There were some who found it was exciting and energetic and loved it. There were some who found it as, “Well, it’s something I got to do, but I don’t enjoy it.” And then there was the other ones who just didn’t declutter. And those last two groups were much higher than the small group who enjoyed decluttering. So lack of time, a lack of resources. People will say, “I’d love to get rid of it, but I don’t know what to do with it. Where am I going to go with it? My kids don’t want the China. I can’t get rid of the old furniture.” And stuff like that. Again, good excuse making. My God, there are so many sources out there that are dying for resources. 

In my area here in the Joliet diocese, there’s an organization that will take your furniture and put it into a home of a new family who may need it. I’m thinking of the ones we donated. There was a woman whose husband was abusive. She finally left him. They helped set up an apartment for the woman and her kids. And we donated some of our furniture, as our kids have moved on. So your family doesn’t want it, other families may want it. Yes, exactly. You read in the paper, somebody’s house has burned down, a flood has hit over there. They don’t want your China, your kids. But that family would love to have those dishes. So leave a legacy is what I say in my ministry. Leave a legacy, make a difference in other people’s lives. And it may not be your own family’s, but in others. 

Lack of time, lack of resources, and lack of ability. Many people say they don’t know what to do. That’s where the decluttering coaches come in. They’re not necessarily psychologists. They may not necessarily even have a master’s degree, but they’re just people who are trained. The ICD group does lots of certifications for people who know how to organize and declutter, which takes me to the quote you gave me. “Touch it and keep it if it gives you joy.” Well, I struggle with that quote. Let’s look at the data. We’re scientists here. Consumer psychologists, as Roster has taught me, will tell you, if you touch something in the store, you are more likely to buy it. You’re more likely to keep it. And that is the reason why retailers, companies in stores will put things eye level for you so that you can see it and you can buy it. They pay extra to be eye level than to be lower or higher. So they want you to touch the item.

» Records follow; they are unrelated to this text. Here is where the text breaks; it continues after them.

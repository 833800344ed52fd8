//! DAC7578 octal 12-bit DAC driving the precision thresholds.

use super::{read_word_be, write_word_be};
use crate::encode::{dac_word, dac_word_code};
use crate::types::{RawChannels, MAX_CHANNELS};
use crate::DriverError;
use i2c_transport::I2cBus;

const CMD_WRITE_UPDATE: u8 = 0x03;
const CMD_READ_DAC: u8 = 0x01;
const CH_ALL: u8 = 0x0F;

/// Output selection for a write.
#[derive(Debug, Clone, Copy, PartialEq, Eq)]
pub enum Target {
    Channel(u8),
    All,
}

impl Target {
    fn bits(self) -> Result<u8, DriverError> {
        match self {
            Target::All => Ok(CH_ALL),
            Target::Channel(ch) if usize::from(ch) < MAX_CHANNELS => Ok(ch),
            Target::Channel(ch) => Err(DriverError::InvalidChannel {
                device: "dac7578",
                channel: ch,
            }),
        }
    }
}

pub fn readback_register(channel: u8) -> u8 {
    (CMD_READ_DAC << 4) | channel
}

/// Write-and-update command for channel bits `channel` (0xF for all).
pub fn write_command(channel: u8) -> u8 {
    (CMD_WRITE_UPDATE << 4) | channel
}

pub fn read_all<B: I2cBus + ?Sized>(bus: &mut B, address: u8) -> Result<RawChannels, DriverError> {
    let mut raw = [0u16; MAX_CHANNELS];
    for (ch, slot) in (0u8..).zip(raw.iter_mut()) {
        *slot = dac_word_code(read_word_be(bus, readback_register(ch))?);
    }
    tracing::trace!(address, ?raw, "dac7578 readback");
    Ok(raw)
}

pub fn write_channel<B: I2cBus + ?Sized>(
    bus: &mut B,
    address: u8,
    target: Target,
    code: u16,
) -> Result<(), DriverError> {
    let register = write_command(target.bits()?);
    tracing::debug!(address, ?target, code, "dac7578 write");
    write_word_be(bus, register, dac_word(code))
}

#[cfg(test)]
mod tests {
    use super::*;
    use i2c_transport::{MockBus, MockDevice, MockOp};

    #[test]
    fn test_write_all_uses_broadcast_register() {
        let mut bus = MockBus::new(2).with_device(0x48, MockDevice::new());
        bus.select(0x48).unwrap();
        write_channel(&mut bus, 0x48, Target::All, 0x0800).unwrap();
        assert_eq!(
            bus.ops()[1],
            MockOp::WriteWord {
                address: 0x48,
                register: 0x3F,
                value: 0x0080
            }
        );
    }

    #[test]
    fn test_read_all_decodes_codes() {
        let dev = MockDevice::new()
            .with_word(readback_register(0), 0xF0FF)
            .with_word(readback_register(7), 0x1000);
        let mut bus = MockBus::new(2).with_device(0x4c, dev);
        bus.select(0x4c).unwrap();
        let raw = read_all(&mut bus, 0x4c).unwrap();
        assert_eq!(raw[0], 0x0FFF);
        assert_eq!(raw[7], 0x0001);
        assert_eq!(raw[3], 0);
    }

    #[test]
    fn test_channel_eight_is_invalid() {
        let mut bus = MockBus::new(2);
        let err = write_channel(&mut bus, 0x48, Target::Channel(8), 0).unwrap_err();
        assert!(matches!(err, DriverError::InvalidChannel { channel: 8, .. }));
    }
}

If you touch it, you’re more likely to buy it. So you’re more likely to keep it. 

Decluttering coaches would say to you, “Don’t run out and buy a bin and start throwing stuff in the bin. Organize.” That’s where they’re called the institute for Challenging Disorganization. Organize, and look and see, “Wow, I have six spatulas. Hey, geez, 15 pairs of blue pants. Wow, look at all these things that I have.” And then you bring in a coach or a good friend, and they have them hold it. Because if they have found, if I touch it as the client, I’m more likely to keep that pair of pants. So the data and the experts say, don’t touch it. When this first hit the press, and there was a Netflix show on all of this, a lot of reporters came to me and said, “What do you think?” 

I remember talking to a Japanese reporter who said, “What do you think of this expression?” And I said, “I got to tell you, the first half,” I told them. I said, “But this joy, joy is a deep emotion.” Listeners, you know this as psychology listeners. Joy is not the same as happiness. Happiness is a mood. Emotions are deeper. We sing every Christmas Joy to the World, not Happiness to the World. So there’s something more to it there. And the Japanese reporter said, “You’re right. In Japanese, the word is happiness. It’s been translated to joy because joy sells books.” So I got issues with this expression. Don’t touch it. If it gives you momentary happiness, okay, but keep what gives you joy, what’s deep. 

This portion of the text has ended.